◆ Material shown
◆ ◆ ◆

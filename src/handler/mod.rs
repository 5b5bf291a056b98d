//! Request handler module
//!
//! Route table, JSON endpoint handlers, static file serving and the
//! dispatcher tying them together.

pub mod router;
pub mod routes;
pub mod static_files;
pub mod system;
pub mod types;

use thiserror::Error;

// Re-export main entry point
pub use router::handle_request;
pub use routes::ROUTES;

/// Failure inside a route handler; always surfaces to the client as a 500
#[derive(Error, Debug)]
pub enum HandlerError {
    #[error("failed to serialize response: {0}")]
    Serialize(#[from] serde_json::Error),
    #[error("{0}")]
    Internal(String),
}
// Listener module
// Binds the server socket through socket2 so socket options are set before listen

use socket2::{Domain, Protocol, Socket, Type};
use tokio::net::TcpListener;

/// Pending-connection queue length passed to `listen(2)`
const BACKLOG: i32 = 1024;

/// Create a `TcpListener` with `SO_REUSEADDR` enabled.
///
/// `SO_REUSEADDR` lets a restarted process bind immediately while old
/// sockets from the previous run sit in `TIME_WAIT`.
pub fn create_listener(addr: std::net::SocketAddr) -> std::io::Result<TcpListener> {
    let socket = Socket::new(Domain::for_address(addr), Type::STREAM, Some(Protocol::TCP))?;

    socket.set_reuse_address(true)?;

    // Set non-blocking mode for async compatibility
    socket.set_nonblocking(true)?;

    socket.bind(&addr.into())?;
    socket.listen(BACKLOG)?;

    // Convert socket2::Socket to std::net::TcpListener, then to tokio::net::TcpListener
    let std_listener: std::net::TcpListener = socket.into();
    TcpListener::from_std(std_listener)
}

◆ ◆ ◆

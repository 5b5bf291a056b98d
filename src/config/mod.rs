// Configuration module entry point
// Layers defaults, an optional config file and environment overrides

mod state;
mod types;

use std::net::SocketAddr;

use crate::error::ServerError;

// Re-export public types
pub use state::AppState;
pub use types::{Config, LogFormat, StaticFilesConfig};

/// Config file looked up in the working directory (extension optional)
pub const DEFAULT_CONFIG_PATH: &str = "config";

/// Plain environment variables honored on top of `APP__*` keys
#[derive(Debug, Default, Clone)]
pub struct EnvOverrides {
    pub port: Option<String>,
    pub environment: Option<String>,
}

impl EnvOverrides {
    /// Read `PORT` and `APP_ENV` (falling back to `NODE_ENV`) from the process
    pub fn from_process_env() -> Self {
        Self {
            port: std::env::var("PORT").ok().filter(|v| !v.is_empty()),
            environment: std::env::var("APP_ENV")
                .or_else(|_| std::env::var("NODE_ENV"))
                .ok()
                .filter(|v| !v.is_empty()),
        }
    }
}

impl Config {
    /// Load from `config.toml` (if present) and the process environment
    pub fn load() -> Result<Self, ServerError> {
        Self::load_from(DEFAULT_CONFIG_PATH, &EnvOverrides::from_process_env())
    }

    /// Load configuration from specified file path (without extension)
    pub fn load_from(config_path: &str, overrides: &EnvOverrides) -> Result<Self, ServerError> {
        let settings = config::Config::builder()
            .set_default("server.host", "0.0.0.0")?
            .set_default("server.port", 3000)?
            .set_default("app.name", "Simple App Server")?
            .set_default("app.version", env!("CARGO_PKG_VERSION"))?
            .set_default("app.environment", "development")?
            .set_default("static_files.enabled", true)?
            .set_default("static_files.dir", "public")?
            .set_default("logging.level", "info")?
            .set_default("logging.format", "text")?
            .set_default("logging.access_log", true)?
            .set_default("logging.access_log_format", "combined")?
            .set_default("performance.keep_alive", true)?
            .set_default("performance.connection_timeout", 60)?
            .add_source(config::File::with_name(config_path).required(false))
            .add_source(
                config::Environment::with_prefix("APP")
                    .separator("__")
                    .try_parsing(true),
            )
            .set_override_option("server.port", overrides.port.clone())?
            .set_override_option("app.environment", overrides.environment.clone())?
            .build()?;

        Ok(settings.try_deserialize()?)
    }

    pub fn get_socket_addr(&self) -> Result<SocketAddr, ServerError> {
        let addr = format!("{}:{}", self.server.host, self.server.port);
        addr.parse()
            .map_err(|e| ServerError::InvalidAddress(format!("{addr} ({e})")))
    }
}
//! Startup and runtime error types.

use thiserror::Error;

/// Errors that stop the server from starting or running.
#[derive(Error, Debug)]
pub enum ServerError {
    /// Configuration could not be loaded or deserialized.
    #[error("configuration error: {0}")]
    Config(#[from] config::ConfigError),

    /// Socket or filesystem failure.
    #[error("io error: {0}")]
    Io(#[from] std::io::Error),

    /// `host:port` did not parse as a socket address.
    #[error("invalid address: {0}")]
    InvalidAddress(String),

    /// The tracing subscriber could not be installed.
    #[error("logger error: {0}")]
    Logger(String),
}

◆ ◆ ◆

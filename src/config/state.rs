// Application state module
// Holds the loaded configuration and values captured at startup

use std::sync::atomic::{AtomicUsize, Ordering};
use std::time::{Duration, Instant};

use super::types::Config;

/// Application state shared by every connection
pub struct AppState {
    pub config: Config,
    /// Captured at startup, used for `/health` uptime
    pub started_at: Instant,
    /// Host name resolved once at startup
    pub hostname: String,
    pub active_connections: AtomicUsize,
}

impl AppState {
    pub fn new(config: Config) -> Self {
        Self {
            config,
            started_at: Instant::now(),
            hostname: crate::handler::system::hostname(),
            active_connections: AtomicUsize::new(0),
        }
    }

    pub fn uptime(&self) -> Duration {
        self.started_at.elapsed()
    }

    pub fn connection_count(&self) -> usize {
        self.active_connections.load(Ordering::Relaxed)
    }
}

◆ ◆ ◆

◆ Problem to work on
Where a line contains the word "module", copy that line from the listing above.

◆ Written answer
//! Request handler module
// Listener module
// Configuration module entry point
// Application state module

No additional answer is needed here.